◆ Data for this exercise
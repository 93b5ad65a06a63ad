//! Incident update composer
//!
//! Generates ready-to-send incident updates from two required fields
//! (title, impact summary). Everything else is auto-filled: next steps
//! from the current status, next-update time from severity, and an
//! evidence checklist when no evidence was collected yet.

use chrono::{DateTime, Utc};
use serde::{Deserialize, Serialize};
use std::fmt;

use super::render::{bullet_list, checkbox_list, numbered_list, timestamp};
use super::SkillError;

/// Target audience for the update
#[derive(Debug, Clone, Copy, PartialEq, Eq, Default, Serialize, Deserialize)]
#[serde(rename_all = "snake_case")]
pub enum Audience {
    #[default]
    Manager,
    Client,
}

/// Incident severity
#[derive(Debug, Clone, Copy, PartialEq, Eq, Default, Serialize, Deserialize)]
pub enum Severity {
    P1,
    #[default]
    P2,
    P3,
    P4,
}

impl Severity {
    /// Default interval before the next update goes out
    pub fn next_update_time(&self) -> &'static str {
        match self {
            Severity::P1 => "30 minutes",
            Severity::P2 => "1 hour",
            Severity::P3 => "2 hours",
            Severity::P4 => "4 hours",
        }
    }
}

impl fmt::Display for Severity {
    fn fmt(&self, f: &mut fmt::Formatter<'_>) -> fmt::Result {
        match self {
            Severity::P1 => f.write_str("P1"),
            Severity::P2 => f.write_str("P2"),
            Severity::P3 => f.write_str("P3"),
            Severity::P4 => f.write_str("P4"),
        }
    }
}

/// Incident lifecycle status
#[derive(Debug, Clone, Copy, PartialEq, Eq, Default, Serialize, Deserialize)]
#[serde(rename_all = "snake_case")]
pub enum IncidentStatus {
    #[default]
    Investigating,
    Identified,
    Mitigating,
    Resolved,
}

impl IncidentStatus {
    pub fn label(&self) -> &'static str {
        match self {
            IncidentStatus::Investigating => "Investigating",
            IncidentStatus::Identified => "Identified",
            IncidentStatus::Mitigating => "Mitigating",
            IncidentStatus::Resolved => "Resolved",
        }
    }

    /// Auto-generated next steps for this status
    pub fn next_steps(&self) -> &'static [&'static str] {
        match self {
            IncidentStatus::Investigating => &[
                "Continue analyzing logs and alerts",
                "Gather additional evidence",
                "Identify root cause",
            ],
            IncidentStatus::Identified => &[
                "Implement fix",
                "Test in staging environment",
                "Schedule production deployment",
            ],
            IncidentStatus::Mitigating => &[
                "Monitor service recovery",
                "Validate fix effectiveness",
                "Document resolution steps",
            ],
            IncidentStatus::Resolved => &[
                "Complete post-incident documentation",
                "Schedule post-mortem meeting",
                "Update runbooks if needed",
            ],
        }
    }
}

/// Checklist suggested when no evidence has been collected yet
const EVIDENCE_CHECKLIST: &[&str] = &[
    "Screenshots of error messages/alerts",
    "Relevant log entries with timestamps",
    "Timeline of events",
];

/// Input for the incident update skill
#[derive(Debug, Clone, Default, Serialize, Deserialize)]
#[serde(default)]
pub struct IncidentInput {
    pub incident_title: String,
    pub impact_summary: String,
    pub audience: Audience,
    pub severity: Severity,
    pub current_status: IncidentStatus,
    pub next_update_time: Option<String>,
    pub checks_done: Vec<String>,
    pub evidence: Vec<String>,
}

impl IncidentInput {
    fn validate(&self) -> Result<(), SkillError> {
        if self.incident_title.trim().is_empty() {
            return Err(SkillError::MissingField("incident_title"));
        }
        if self.impact_summary.trim().is_empty() {
            return Err(SkillError::MissingField("impact_summary"));
        }
        Ok(())
    }
}

/// Generates an incident update for the configured audience
pub fn generate(input: &IncidentInput, generated_at: DateTime<Utc>) -> Result<String, SkillError> {
    input.validate()?;

    let next_update = input
        .next_update_time
        .clone()
        .unwrap_or_else(|| input.severity.next_update_time().to_string());

    let rendered = match input.audience {
        Audience::Manager => render_manager(input, &next_update, generated_at),
        Audience::Client => render_client(input, &next_update, generated_at),
    };

    Ok(rendered)
}

fn render_manager(input: &IncidentInput, next_update: &str, generated_at: DateTime<Utc>) -> String {
    let mut lines = vec![
        format!("# Incident Update: {}", input.incident_title),
        String::new(),
        format!(
            "**Severity:** {} | **Status:** {}",
            input.severity,
            input.current_status.label()
        ),
        format!("**Generated:** {}", timestamp(generated_at)),
        String::new(),
        "## Impact Summary".to_string(),
        input.impact_summary.clone(),
        String::new(),
    ];

    if !input.checks_done.is_empty() {
        lines.push("## Diagnostic Checks Completed".to_string());
        lines.push(bullet_list(&input.checks_done));
        lines.push(String::new());
    }

    if input.evidence.is_empty() {
        lines.push("## Evidence To Collect".to_string());
        lines.push(checkbox_list(EVIDENCE_CHECKLIST));
    } else {
        lines.push("## Evidence Collected".to_string());
        lines.push(bullet_list(&input.evidence));
    }
    lines.push(String::new());

    lines.push("## Next Steps".to_string());
    lines.push(numbered_list(input.current_status.next_steps()));
    lines.push(String::new());
    lines.push(format!("**Next Update:** {}", next_update));

    lines.join("\n")
}

fn render_client(input: &IncidentInput, next_update: &str, generated_at: DateTime<Utc>) -> String {
    let mut lines = vec![
        format!("# Service Update: {}", input.incident_title),
        String::new(),
        format!("**Status:** {}", input.current_status.label()),
        format!("**Updated:** {}", timestamp(generated_at)),
        String::new(),
        "## Current Situation".to_string(),
        input.impact_summary.clone(),
        String::new(),
        "## What We're Doing".to_string(),
    ];

    // Clients only get the first two steps; internal detail stays internal
    for step in input.current_status.next_steps().iter().take(2) {
        lines.push(format!("- {}", step));
    }

    lines.push(String::new());
    lines.push(format!(
        "We will provide another update in {}.",
        next_update
    ));
    lines.push(String::new());
    lines.push("Thank you for your patience.".to_string());

    lines.join("\n")
}

#[cfg(test)]
mod tests {
    use super::*;
    use chrono::TimeZone;

    fn at() -> DateTime<Utc> {
        Utc.with_ymd_and_hms(2026, 3, 1, 12, 0, 0).unwrap()
    }

    fn basic_input() -> IncidentInput {
        IncidentInput {
            incident_title: "Core Router Reboot".to_string(),
            impact_summary: "Users in Building A experiencing intermittent connectivity"
                .to_string(),
            ..Default::default()
        }
    }

    #[test]
    fn basic_update_has_defaults() {
        let output = generate(&basic_input(), at()).unwrap();

        assert!(output.contains("Core Router Reboot"));
        assert!(output.contains("Building A"));
        assert!(output.contains("**Severity:** P2"));
        assert!(output.contains("Investigating"));
        assert!(output.contains("**Next Update:** 1 hour"));
        // No evidence supplied, so the checklist appears
        assert!(output.contains("Evidence To Collect"));
    }

    #[test]
    fn missing_title_is_rejected() {
        let input = IncidentInput {
            impact_summary: "impact".to_string(),
            ..Default::default()
        };

        let err = generate(&input, at()).unwrap_err();
        assert!(matches!(err, SkillError::MissingField("incident_title")));
    }

    #[test]
    fn whitespace_impact_is_rejected() {
        let input = IncidentInput {
            incident_title: "Title".to_string(),
            impact_summary: "   ".to_string(),
            ..Default::default()
        };

        let err = generate(&input, at()).unwrap_err();
        assert!(matches!(err, SkillError::MissingField("impact_summary")));
    }

    #[test]
    fn provided_evidence_replaces_checklist() {
        let mut input = basic_input();
        input.severity = Severity::P1;
        input.evidence = vec![
            "Screenshot of deny logs".to_string(),
            "User ticket #12345".to_string(),
        ];

        let output = generate(&input, at()).unwrap();
        assert!(output.contains("P1"));
        assert!(output.contains("Evidence Collected"));
        assert!(output.contains("Screenshot of deny logs"));
        assert!(!output.contains("Evidence To Collect"));
        assert!(output.contains("**Next Update:** 30 minutes"));
    }

    #[test]
    fn checks_done_section_appears_when_present() {
        let mut input = basic_input();
        input.checks_done = vec!["Verified interface status".to_string()];

        let output = generate(&input, at()).unwrap();
        assert!(output.contains("Diagnostic Checks Completed"));
        assert!(output.contains("Verified interface status"));
    }

    #[test]
    fn client_update_is_softer() {
        let mut input = basic_input();
        input.audience = Audience::Client;

        let output = generate(&input, at()).unwrap();
        assert!(output.starts_with("# Service Update:"));
        assert!(output.contains("Thank you for your patience."));
        // Internal sections stay out of client updates
        assert!(!output.contains("Severity"));
        assert!(!output.contains("Evidence"));
    }

    #[test]
    fn explicit_next_update_wins() {
        let mut input = basic_input();
        input.next_update_time = Some("15 minutes".to_string());

        let output = generate(&input, at()).unwrap();
        assert!(output.contains("**Next Update:** 15 minutes"));
    }

    #[test]
    fn resolved_status_changes_next_steps() {
        let mut input = basic_input();
        input.current_status = IncidentStatus::Resolved;

        let output = generate(&input, at()).unwrap();
        assert!(output.contains("post-incident documentation"));
    }

    #[test]
    fn payload_deserializes_with_defaults() {
        let input: IncidentInput = serde_json::from_value(serde_json::json!({
            "incident_title": "T",
            "impact_summary": "I",
            "severity": "P3",
            "audience": "client",
        }))
        .unwrap();

        assert_eq!(input.severity, Severity::P3);
        assert_eq!(input.audience, Audience::Client);
        assert_eq!(input.current_status, IncidentStatus::Investigating);
    }
}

◆ Directions for this task
Please restate, word for word, the lines of the entries that run from the first line through the one holding "pub fn next_update_time(&self)", and add nothing.

◆ Worked solution
repository 93b5ad65a06a63ad
//! Incident update composer
//!
//! Generates ready-to-send incident updates from two required fields
//! (title, impact summary). Everything else is auto-filled: next steps
//! from the current status, next-update time from severity, and an
//! evidence checklist when no evidence was collected yet.

use chrono::{DateTime, Utc};
use serde::{Deserialize, Serialize};
use std::fmt;

use super::render::{bullet_list, checkbox_list, numbered_list, timestamp};
use super::SkillError;

/// Target audience for the update
#[derive(Debug, Clone, Copy, PartialEq, Eq, Default, Serialize, Deserialize)]
#[serde(rename_all = "snake_case")]
pub enum Audience {
    #[default]
    Manager,
    Client,
}

/// Incident severity
#[derive(Debug, Clone, Copy, PartialEq, Eq, Default, Serialize, Deserialize)]
pub enum Severity {
    P1,
    #[default]
    P2,
    P3,
    P4,
}

impl Severity {
    /// Default interval before the next update goes out
    pub fn next_update_time(&self) -> &'static str {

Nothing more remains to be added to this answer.